Step 1) For this SOP we be using the microVISC (HVROC-L) with A05 VROC chip (HA01-01_. Insert the chip into the microVISC and turn on the unit.

Step 2) Load the sample into the pipette, and insert it into the device.

Step 3) Press the run/stop button on the microVISC to run on auto mode and find a suitable shear rate to base the rest of our measurements off of.

After Measurement, here, we can see in yellow the viscosity measurement. In red, the shear rate that auto mode picked. In purple, we see the % full scale pressure the chip hit, it reads 60%, suitable for this test.

Step 4) Record the viscosity data and shear rate that auto mode has selected.

Step 5) Now press the menu button to return to the home screen and use the arrow button to navigate to advanced mode.

Step 6) Press the enter button to enter the editing screen of advanced mode.

Press 1 on the number pad and the shear rate (default is on auto) will begin to blink, this tells us we are ready to enter a custom shear rate. Use the number pad to enter your custom shear rate and press enter to lock it in.

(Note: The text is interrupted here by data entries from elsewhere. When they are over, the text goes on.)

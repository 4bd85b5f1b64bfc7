//! # Danger Paths
//!
//! Overlap clustering and risk ranking for citizen-reported danger paths.
//!
//! This library provides:
//! - Route resolution for complaints that arrive without a polyline
//! - Pairwise overlap counting between paths within a distance tolerance
//! - Stable danger-level ranking and category / danger-level filtering
//! - Per-path report records ready for a map renderer
//!
//! ## Features
//!
//! - **`parallel`** - Enable parallel overlap counting with rayon
//! - **`http`** - Enable HTTP clients for the complaint store and routing service
//! - **`full`** - Enable all features
//!
//! ## Quick Start
//!
//! ```rust
//! use danger_paths::{
//!     DangerLevel, DangerPath, GeoPoint, OverlapConfig, ResolvedPath,
//!     build_report, count_overlaps, rank_by_danger,
//! };
//!
//! let line = vec![GeoPoint::new(35.8540, 128.4860), GeoPoint::new(35.8550, 128.4860)];
//!
//! let a = DangerPath::new("a", line[0], line[1])
//!     .with_coords(line.clone())
//!     .with_danger_level(DangerLevel::High);
//! let b = DangerPath::new("b", line[0], line[1])
//!     .with_coords(line.clone())
//!     .with_danger_level(DangerLevel::Low);
//!
//! let paths: Vec<ResolvedPath> = [a, b].into_iter().filter_map(ResolvedPath::from_path).collect();
//! let counts = count_overlaps(&paths, &OverlapConfig::default());
//! let report = build_report(&rank_by_danger(&paths), &counts);
//!
//! assert_eq!(report[0].id, "b");
//! assert_eq!(report[0].overlap_count, 1);
//! ```

use serde::{Deserialize, Serialize};
use strum::{Display, EnumIter, EnumString};

pub mod error;
pub use error::{DangerMapError, Result};

pub mod geo_utils;

// Wire records from the complaint store
pub mod complaint;
pub use complaint::{decode_complaints, parse_route_coords, ComplaintRecord};

// Route resolution against the routing service
pub mod resolver;
pub use resolver::{
    resolve, resolve_all, ComplaintSource, ResolveOutcome, RouteRegistrar, RouteRegistration,
};

// Pairwise overlap counting
pub mod overlap;
pub use overlap::{
    count_overlaps, count_overlaps_indexed, paths_are_near, OverlapConfig, OverlapCounts,
    DEFAULT_TOLERANCE_METERS,
};

#[cfg(feature = "parallel")]
pub use overlap::count_overlaps_parallel;

// Danger ranking and filtering
pub mod ranking;
pub use ranking::{danger_priority, filter_paths, rank_by_danger, FilterCriteria, Selection};

// Report records for renderers
pub mod report;
pub use report::{build_report, recent_complaints, ReportRecord};

// End-to-end pipeline
pub mod pipeline;
pub use pipeline::{analyze_paths, DangerMapEngine, DangerMapReport, EngineConfig};

// HTTP clients for the complaint store and routing service
#[cfg(feature = "http")]
pub mod http;

#[cfg(feature = "http")]
pub use http::{run_report_blocking, ComplaintApiClient, HttpConfig};

// ============================================================================
// Core Types
// ============================================================================

/// A geographic coordinate with latitude and longitude in degrees.
///
/// # Example
/// ```
/// use danger_paths::GeoPoint;
/// let point = GeoPoint::new(35.854, 128.486); // Daegu
/// assert!(point.is_valid());
/// ```
#[derive(Debug, Clone, Copy, PartialEq, Serialize, Deserialize)]
pub struct GeoPoint {
    pub latitude: f64,
    pub longitude: f64,
}

impl GeoPoint {
    /// Create a new point.
    pub fn new(latitude: f64, longitude: f64) -> Self {
        Self { latitude, longitude }
    }

    /// Create a point from the `[lng, lat]` pair used on the wire.
    pub fn from_lng_lat(pair: [f64; 2]) -> Self {
        Self::new(pair[1], pair[0])
    }

    /// The `[lng, lat]` pair used on the wire.
    pub fn to_lng_lat(&self) -> [f64; 2] {
        [self.longitude, self.latitude]
    }

    /// Check if the point has valid coordinates.
    pub fn is_valid(&self) -> bool {
        self.latitude.is_finite()
            && self.longitude.is_finite()
            && self.latitude >= -90.0
            && self.latitude <= 90.0
            && self.longitude >= -180.0
            && self.longitude <= 180.0
    }
}

/// Bounding box of a path.
#[derive(Debug, Clone, Copy, PartialEq)]
pub struct Bounds {
    pub min_lat: f64,
    pub max_lat: f64,
    pub min_lng: f64,
    pub max_lng: f64,
}

impl Bounds {
    /// Largest absolute latitude covered by the box.
    pub fn max_abs_lat(&self) -> f64 {
        self.min_lat.abs().max(self.max_lat.abs())
    }
}

/// Kind of hazard a complaint reports.
///
/// Parsing accepts the canonical name or the display label used by the
/// complaint store, case-sensitively. Callers trim input first.
#[derive(
    Debug, Clone, Copy, PartialEq, Eq, Hash, Serialize, Deserialize, EnumString, Display, EnumIter,
)]
pub enum Category {
    #[strum(to_string = "no-CCTV", serialize = "CCTV 부재")]
    #[serde(rename = "no-CCTV")]
    NoCctv,
    #[strum(to_string = "no-streetlight", serialize = "가로등 부재")]
    #[serde(rename = "no-streetlight")]
    NoStreetlight,
    #[strum(to_string = "narrow-passage", serialize = "좁은 길목")]
    #[serde(rename = "narrow-passage")]
    NarrowPassage,
    #[strum(to_string = "broken-pavement", serialize = "보도블럭 파손")]
    #[serde(rename = "broken-pavement")]
    BrokenPavement,
    #[strum(to_string = "illegal-dumping", serialize = "쓰레기 무단 투기")]
    #[serde(rename = "illegal-dumping")]
    IllegalDumping,
    #[strum(to_string = "other", serialize = "기타")]
    #[serde(rename = "other")]
    Other,
}

/// Danger level assigned to a complaint. "Unset" is modelled as `None`.
#[derive(
    Debug,
    Clone,
    Copy,
    PartialEq,
    Eq,
    Hash,
    PartialOrd,
    Ord,
    Serialize,
    Deserialize,
    EnumString,
    Display,
    EnumIter,
)]
pub enum DangerLevel {
    #[strum(to_string = "low", serialize = "낮음")]
    #[serde(rename = "low")]
    Low,
    #[strum(to_string = "medium", serialize = "중간")]
    #[serde(rename = "medium")]
    Medium,
    #[strum(to_string = "high", serialize = "높음")]
    #[serde(rename = "high")]
    High,
}

/// Parse a category string, trimming surrounding whitespace first.
///
/// Returns `None` for blank or unrecognised values.
pub fn parse_category(raw: &str) -> Option<Category> {
    raw.trim().parse().ok()
}

/// Parse a danger level string, trimming surrounding whitespace first.
///
/// Returns `None` for blank or unrecognised values (treated as unset).
pub fn parse_danger_level(raw: &str) -> Option<DangerLevel> {
    raw.trim().parse().ok()
}

/// A single complaint's danger path.
///
/// `coords` is either supplied by the complaint store or filled in once by
/// the resolver; nothing in this crate mutates it afterwards.
#[derive(Debug, Clone, PartialEq)]
pub struct DangerPath {
    pub id: String,
    pub start: GeoPoint,
    pub end: GeoPoint,
    pub coords: Option<Vec<GeoPoint>>,
    pub category: Option<Category>,
    pub danger_level: Option<DangerLevel>,
    pub reason: String,
    /// Creation timestamp exactly as the complaint store reported it.
    pub created_at: Option<String>,
}

impl DangerPath {
    /// Create a path with no geometry and no metadata.
    pub fn new(id: impl Into<String>, start: GeoPoint, end: GeoPoint) -> Self {
        Self {
            id: id.into(),
            start,
            end,
            coords: None,
            category: None,
            danger_level: None,
            reason: String::new(),
            created_at: None,
        }
    }

    pub fn with_coords(mut self, coords: Vec<GeoPoint>) -> Self {
        self.coords = Some(coords);
        self
    }

    pub fn with_category(mut self, category: Category) -> Self {
        self.category = Some(category);
        self
    }

    pub fn with_danger_level(mut self, level: DangerLevel) -> Self {
        self.danger_level = Some(level);
        self
    }

    pub fn with_reason(mut self, reason: impl Into<String>) -> Self {
        self.reason = reason.into();
        self
    }

    /// True when the path already carries a usable coordinate sequence.
    pub fn has_coords(&self) -> bool {
        self.coords.as_ref().is_some_and(|c| !c.is_empty())
    }
}

/// A path guaranteed to carry a non-empty coordinate sequence.
///
/// Construct with [`ResolvedPath::from_path`] or via the resolver.
#[derive(Debug, Clone, PartialEq)]
pub struct ResolvedPath {
    pub id: String,
    pub start: GeoPoint,
    pub end: GeoPoint,
    pub category: Option<Category>,
    pub danger_level: Option<DangerLevel>,
    pub reason: String,
    pub created_at: Option<String>,
    coords: Vec<GeoPoint>,
}

impl ResolvedPath {
    /// Promote a path whose coordinates are already present.
    ///
    /// Returns `None` if `coords` is missing or empty.
    pub fn from_path(mut path: DangerPath) -> Option<Self> {
        let coords = path.coords.take()?;
        Self::with_route(path, coords)
    }

    /// Attach a freshly routed coordinate sequence to a path.
    ///
    /// Returns `None` if `coords` is empty.
    pub fn with_route(path: DangerPath, coords: Vec<GeoPoint>) -> Option<Self> {
        if coords.is_empty() {
            return None;
        }
        Some(Self::from_parts(path, coords))
    }

    /// Callers guarantee `coords` is non-empty.
    pub(crate) fn from_parts(path: DangerPath, coords: Vec<GeoPoint>) -> Self {
        debug_assert!(!coords.is_empty());
        Self {
            id: path.id,
            start: path.start,
            end: path.end,
            category: path.category,
            danger_level: path.danger_level,
            reason: path.reason,
            created_at: path.created_at,
            coords,
        }
    }

    /// The resolved coordinate sequence (never empty).
    pub fn coords(&self) -> &[GeoPoint] {
        &self.coords
    }

    /// Number of segments (`coords.len() - 1`).
    pub fn segment_count(&self) -> usize {
        self.coords.len().saturating_sub(1)
    }

    /// Bounding box of the coordinate sequence.
    pub fn bounds(&self) -> Option<Bounds> {
        geo_utils::compute_bounds(&self.coords)
    }

    /// Total path length in meters.
    pub fn length_meters(&self) -> f64 {
        geo_utils::polyline_length(&self.coords)
    }

    /// The path as a `geo` line string (x = longitude, y = latitude).
    pub fn to_line_string(&self) -> geo::LineString<f64> {
        geo_utils::to_line_string(&self.coords)
    }
}

// ============================================================================
// Tests
// ============================================================================

#[cfg(test)]
mod tests {
    use super::*;

    fn sample_route() -> Vec<GeoPoint> {
        vec![
            GeoPoint::new(35.8540, 128.4860),
            GeoPoint::new(35.8545, 128.4865),
            GeoPoint::new(35.8550, 128.4870),
        ]
    }

    #[test]
    fn test_geo_point_validation() {
        assert!(GeoPoint::new(35.854, 128.486).is_valid());
        assert!(!GeoPoint::new(91.0, 0.0).is_valid());
        assert!(!GeoPoint::new(0.0, 181.0).is_valid());
        assert!(!GeoPoint::new(f64::NAN, 0.0).is_valid());
    }

    #[test]
    fn test_lng_lat_pair_order() {
        let p = GeoPoint::from_lng_lat([128.486, 35.854]);
        assert_eq!(p.latitude, 35.854);
        assert_eq!(p.longitude, 128.486);
        assert_eq!(p.to_lng_lat(), [128.486, 35.854]);
    }

    #[test]
    fn test_category_parsing_accepts_both_labels() {
        assert_eq!(parse_category("no-CCTV"), Some(Category::NoCctv));
        assert_eq!(parse_category(" CCTV 부재 "), Some(Category::NoCctv));
        assert_eq!(parse_category("쓰레기 무단 투기"), Some(Category::IllegalDumping));
        assert_eq!(parse_category("No-cctv"), None);
        assert_eq!(parse_category(""), None);
        assert_eq!(Category::NarrowPassage.to_string(), "narrow-passage");
    }

    #[test]
    fn test_every_label_round_trips() {
        use strum::IntoEnumIterator;

        for category in Category::iter() {
            assert_eq!(parse_category(&category.to_string()), Some(category));
        }
        for level in DangerLevel::iter() {
            assert_eq!(parse_danger_level(&level.to_string()), Some(level));
        }
    }

    #[test]
    fn test_danger_level_parsing() {
        assert_eq!(parse_danger_level("높음 "), Some(DangerLevel::High));
        assert_eq!(parse_danger_level("medium"), Some(DangerLevel::Medium));
        assert_eq!(parse_danger_level("LOW"), None);
        assert_eq!(DangerLevel::Low.to_string(), "low");
    }

    #[test]
    fn test_resolved_path_requires_coords() {
        let start = GeoPoint::new(35.854, 128.486);
        let end = GeoPoint::new(35.855, 128.487);

        assert!(ResolvedPath::from_path(DangerPath::new("1", start, end)).is_none());
        assert!(ResolvedPath::from_path(DangerPath::new("1", start, end).with_coords(vec![])).is_none());

        let resolved = ResolvedPath::from_path(
            DangerPath::new("1", start, end)
                .with_coords(sample_route())
                .with_reason("dark alley"),
        )
        .unwrap();
        assert_eq!(resolved.coords().len(), 3);
        assert_eq!(resolved.segment_count(), 2);
        assert_eq!(resolved.reason, "dark alley");
        assert!(resolved.length_meters() > 0.0);
    }

    #[test]
    fn test_line_string_uses_lng_as_x() {
        let start = GeoPoint::new(35.854, 128.486);
        let path = DangerPath::new("1", start, start).with_coords(sample_route());
        let line = ResolvedPath::from_path(path).unwrap().to_line_string();
        assert_eq!(line.0[0].x, 128.4860);
        assert_eq!(line.0[0].y, 35.8540);
    }
}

Step 7) Using the Initial Automode determined shear rate pick 4 more shear rates:

Automode Shear Rate - 35%

Automode Shear Rate - 25%

Automode Shear Rate + 25%

Automode Shear Rate + 35%

These are the rates we chose in our example:

- 35% = 96 1/s

- 25% = 111 1/s

Automode Shear Rate = 148 1/s

+ 25% = 185 1/s

+ 35% = 199 1/s

Step 8) Run your sample at these calculated shear rates to create a sweep. (If you find the machine telling you pressure is too low or too high, you may customize the shear rates to fit within the limits of your chip, so long as the rates you pick spread over wide range of the chips % full scale).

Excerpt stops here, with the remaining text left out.